### WHAT YOU ARE ASKED TO DO
Please restate, word for word, the lines below that begin at the one with "the given size." and end at the one with "pub fn resize(&mut". Leave out all other lines.

### Records from a data collection
————

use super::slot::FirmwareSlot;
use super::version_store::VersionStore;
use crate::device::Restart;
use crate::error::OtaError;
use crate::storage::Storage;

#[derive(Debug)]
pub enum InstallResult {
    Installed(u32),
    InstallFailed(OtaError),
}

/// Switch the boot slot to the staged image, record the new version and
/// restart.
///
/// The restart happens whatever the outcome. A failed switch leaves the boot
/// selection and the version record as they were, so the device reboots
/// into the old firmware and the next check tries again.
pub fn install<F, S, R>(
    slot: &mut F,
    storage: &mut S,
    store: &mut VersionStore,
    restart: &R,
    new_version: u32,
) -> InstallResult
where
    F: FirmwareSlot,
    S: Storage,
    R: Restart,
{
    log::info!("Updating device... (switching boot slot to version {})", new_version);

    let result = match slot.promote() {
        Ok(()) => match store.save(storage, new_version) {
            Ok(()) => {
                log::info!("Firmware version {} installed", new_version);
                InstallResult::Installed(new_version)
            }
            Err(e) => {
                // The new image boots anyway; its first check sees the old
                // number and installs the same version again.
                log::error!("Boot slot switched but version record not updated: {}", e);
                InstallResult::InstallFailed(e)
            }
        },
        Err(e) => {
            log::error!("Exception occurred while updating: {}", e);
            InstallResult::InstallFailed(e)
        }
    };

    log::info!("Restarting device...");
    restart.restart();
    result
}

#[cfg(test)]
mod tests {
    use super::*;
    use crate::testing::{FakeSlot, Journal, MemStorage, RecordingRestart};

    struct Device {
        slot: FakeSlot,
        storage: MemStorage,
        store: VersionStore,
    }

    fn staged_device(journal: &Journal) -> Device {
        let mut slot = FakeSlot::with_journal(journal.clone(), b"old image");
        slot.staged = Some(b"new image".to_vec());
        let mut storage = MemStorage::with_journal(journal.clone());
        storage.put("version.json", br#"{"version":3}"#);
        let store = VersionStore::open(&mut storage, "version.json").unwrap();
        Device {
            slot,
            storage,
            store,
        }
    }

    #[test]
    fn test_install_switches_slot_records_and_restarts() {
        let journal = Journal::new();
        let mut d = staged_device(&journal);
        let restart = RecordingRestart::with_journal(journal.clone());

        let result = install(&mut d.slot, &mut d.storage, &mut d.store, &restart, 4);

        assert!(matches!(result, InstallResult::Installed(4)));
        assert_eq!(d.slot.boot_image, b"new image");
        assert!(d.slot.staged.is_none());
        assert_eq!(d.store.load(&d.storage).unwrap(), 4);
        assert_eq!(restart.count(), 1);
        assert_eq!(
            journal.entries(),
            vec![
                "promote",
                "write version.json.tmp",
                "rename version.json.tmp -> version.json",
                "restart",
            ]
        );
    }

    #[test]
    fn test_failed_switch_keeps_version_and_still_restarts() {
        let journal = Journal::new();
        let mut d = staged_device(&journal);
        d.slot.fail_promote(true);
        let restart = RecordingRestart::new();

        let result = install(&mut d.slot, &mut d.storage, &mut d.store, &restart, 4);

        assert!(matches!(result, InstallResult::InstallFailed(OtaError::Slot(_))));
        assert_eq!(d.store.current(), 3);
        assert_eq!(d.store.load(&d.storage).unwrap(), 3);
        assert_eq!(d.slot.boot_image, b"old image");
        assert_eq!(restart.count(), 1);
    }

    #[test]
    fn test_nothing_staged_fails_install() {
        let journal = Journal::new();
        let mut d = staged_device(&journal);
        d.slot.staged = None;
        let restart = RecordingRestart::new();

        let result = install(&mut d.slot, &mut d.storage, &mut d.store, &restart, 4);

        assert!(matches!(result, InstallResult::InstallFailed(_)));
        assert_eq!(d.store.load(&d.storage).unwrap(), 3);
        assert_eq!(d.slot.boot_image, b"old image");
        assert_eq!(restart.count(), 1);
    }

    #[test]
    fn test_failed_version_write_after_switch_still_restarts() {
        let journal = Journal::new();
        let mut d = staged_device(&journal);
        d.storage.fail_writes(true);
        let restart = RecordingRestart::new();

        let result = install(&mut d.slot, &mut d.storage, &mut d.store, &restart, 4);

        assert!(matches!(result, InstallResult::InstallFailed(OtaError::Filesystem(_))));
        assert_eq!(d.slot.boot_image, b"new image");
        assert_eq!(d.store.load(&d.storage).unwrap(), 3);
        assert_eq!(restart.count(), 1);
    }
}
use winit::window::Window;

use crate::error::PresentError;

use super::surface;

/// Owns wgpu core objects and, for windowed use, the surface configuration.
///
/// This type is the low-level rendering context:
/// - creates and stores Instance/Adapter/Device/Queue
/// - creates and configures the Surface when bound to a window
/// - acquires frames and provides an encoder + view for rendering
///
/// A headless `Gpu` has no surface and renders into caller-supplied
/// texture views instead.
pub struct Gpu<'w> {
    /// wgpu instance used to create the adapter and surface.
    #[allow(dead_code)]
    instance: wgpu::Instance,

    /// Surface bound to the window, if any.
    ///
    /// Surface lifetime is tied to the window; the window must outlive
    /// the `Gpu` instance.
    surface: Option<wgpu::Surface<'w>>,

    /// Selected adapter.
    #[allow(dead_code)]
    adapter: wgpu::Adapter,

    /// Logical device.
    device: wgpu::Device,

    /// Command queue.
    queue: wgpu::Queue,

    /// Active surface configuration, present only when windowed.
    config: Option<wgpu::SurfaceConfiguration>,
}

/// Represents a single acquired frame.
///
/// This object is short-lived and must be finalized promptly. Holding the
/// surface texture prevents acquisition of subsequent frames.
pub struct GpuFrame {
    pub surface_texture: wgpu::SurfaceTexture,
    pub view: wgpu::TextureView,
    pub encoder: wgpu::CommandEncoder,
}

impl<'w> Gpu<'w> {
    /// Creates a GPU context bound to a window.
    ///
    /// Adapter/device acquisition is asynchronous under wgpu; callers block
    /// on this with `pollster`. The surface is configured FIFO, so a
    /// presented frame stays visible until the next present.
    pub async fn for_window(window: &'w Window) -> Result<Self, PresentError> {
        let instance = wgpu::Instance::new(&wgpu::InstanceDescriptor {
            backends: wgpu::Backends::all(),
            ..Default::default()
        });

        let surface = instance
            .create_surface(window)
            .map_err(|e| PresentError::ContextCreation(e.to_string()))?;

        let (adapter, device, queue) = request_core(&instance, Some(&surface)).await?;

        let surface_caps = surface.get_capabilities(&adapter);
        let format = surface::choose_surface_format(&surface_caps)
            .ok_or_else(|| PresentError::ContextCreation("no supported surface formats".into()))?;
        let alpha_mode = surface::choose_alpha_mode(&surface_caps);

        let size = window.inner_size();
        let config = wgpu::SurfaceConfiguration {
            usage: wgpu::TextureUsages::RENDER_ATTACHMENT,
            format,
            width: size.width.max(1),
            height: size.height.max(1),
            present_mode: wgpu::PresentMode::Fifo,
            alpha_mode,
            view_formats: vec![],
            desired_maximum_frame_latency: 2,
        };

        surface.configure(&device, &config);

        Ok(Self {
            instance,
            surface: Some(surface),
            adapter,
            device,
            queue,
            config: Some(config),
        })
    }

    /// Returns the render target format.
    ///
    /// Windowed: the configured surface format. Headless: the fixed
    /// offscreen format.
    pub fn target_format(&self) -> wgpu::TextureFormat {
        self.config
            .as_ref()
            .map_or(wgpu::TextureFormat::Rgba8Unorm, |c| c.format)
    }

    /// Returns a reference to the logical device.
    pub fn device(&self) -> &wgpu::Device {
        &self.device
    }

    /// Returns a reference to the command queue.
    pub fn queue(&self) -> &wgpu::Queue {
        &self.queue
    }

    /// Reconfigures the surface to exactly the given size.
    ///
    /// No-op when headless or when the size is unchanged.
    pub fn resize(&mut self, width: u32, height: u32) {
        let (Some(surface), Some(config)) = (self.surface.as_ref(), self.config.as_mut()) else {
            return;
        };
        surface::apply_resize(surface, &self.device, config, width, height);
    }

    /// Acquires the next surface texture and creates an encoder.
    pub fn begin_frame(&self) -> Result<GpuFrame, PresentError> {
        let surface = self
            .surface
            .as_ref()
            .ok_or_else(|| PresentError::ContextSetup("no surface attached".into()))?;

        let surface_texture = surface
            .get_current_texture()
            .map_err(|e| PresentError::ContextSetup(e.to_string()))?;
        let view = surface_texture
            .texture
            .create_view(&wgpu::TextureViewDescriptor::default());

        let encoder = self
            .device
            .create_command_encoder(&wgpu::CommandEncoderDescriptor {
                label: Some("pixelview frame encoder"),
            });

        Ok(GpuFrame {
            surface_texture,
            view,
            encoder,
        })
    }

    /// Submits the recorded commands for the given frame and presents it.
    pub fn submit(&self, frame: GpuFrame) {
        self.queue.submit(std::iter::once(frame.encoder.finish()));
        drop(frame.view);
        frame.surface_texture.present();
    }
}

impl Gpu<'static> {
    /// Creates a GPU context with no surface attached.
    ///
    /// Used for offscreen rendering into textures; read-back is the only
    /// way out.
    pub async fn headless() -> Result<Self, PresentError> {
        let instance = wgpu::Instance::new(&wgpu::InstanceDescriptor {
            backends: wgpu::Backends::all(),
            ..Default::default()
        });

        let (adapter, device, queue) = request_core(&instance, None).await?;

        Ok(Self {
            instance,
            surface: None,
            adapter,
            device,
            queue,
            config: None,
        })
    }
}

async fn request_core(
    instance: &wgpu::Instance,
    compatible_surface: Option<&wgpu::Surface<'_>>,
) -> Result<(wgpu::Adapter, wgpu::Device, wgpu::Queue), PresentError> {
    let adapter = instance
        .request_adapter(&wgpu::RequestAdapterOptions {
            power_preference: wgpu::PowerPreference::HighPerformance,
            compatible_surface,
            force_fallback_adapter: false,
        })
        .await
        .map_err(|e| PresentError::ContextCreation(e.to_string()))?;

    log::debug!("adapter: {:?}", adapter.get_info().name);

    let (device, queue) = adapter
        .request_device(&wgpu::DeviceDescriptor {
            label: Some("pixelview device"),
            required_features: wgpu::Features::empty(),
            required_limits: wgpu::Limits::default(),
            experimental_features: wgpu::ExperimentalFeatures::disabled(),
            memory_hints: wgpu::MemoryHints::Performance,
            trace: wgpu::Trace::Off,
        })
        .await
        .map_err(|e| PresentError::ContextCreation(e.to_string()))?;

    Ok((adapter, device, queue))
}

————

### OUTPUT BELOW
    /// Reconfigures the surface to exactly the given size.
    ///
    /// No-op when headless or when the size is unchanged.
    pub fn resize(&mut self, width: u32, height: u32) {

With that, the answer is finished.